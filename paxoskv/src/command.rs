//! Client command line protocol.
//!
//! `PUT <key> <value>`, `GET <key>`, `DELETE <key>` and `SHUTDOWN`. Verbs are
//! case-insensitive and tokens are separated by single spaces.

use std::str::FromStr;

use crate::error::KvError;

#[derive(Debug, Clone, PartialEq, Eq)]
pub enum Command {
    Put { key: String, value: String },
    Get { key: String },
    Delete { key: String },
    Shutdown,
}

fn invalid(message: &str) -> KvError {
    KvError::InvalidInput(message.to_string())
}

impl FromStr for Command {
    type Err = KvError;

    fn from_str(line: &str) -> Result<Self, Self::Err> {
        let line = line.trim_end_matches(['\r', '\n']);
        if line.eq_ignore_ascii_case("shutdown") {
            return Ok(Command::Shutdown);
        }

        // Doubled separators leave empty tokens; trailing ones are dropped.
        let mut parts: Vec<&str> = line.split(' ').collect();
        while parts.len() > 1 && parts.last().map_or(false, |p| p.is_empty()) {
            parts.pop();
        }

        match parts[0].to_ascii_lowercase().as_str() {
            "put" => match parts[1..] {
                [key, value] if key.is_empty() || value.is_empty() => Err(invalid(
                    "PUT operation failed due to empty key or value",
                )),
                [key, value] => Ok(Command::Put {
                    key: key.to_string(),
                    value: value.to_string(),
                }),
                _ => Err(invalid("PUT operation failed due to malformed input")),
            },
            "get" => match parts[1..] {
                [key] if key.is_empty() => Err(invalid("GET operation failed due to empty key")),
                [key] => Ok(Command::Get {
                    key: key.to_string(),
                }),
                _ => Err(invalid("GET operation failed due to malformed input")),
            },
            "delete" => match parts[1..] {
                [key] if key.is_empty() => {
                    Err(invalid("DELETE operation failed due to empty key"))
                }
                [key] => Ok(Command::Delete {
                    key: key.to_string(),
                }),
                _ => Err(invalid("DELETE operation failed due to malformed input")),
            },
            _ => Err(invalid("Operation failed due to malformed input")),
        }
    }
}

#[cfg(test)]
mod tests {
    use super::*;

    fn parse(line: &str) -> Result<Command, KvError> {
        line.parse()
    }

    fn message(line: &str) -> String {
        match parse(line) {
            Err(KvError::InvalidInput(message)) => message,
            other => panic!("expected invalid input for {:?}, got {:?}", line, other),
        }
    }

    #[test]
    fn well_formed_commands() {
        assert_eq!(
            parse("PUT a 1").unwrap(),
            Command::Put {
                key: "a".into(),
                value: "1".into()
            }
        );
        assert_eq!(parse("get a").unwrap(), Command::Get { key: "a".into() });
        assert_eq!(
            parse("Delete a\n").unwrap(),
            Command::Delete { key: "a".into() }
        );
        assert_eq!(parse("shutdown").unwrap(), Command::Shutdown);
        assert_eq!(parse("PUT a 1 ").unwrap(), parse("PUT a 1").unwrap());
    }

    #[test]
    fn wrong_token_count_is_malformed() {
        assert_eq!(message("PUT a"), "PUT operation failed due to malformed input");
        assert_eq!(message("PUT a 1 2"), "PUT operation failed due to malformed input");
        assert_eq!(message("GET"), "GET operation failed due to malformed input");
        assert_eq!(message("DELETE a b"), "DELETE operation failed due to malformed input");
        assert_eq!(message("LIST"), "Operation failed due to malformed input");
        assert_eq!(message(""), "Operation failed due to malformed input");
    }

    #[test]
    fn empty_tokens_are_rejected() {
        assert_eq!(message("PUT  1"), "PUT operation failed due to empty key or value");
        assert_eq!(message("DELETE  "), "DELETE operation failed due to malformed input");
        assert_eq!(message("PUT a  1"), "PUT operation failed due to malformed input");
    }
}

What the task requires: Where does the word "KvError" occur in the records? Return every line that holds it.

Your response:
use crate::error::KvError;
fn invalid(message: &str) -> KvError {
    KvError::InvalidInput(message.to_string())
    type Err = KvError;
    fn parse(line: &str) -> Result<Command, KvError> {
            Err(KvError::InvalidInput(message)) => message,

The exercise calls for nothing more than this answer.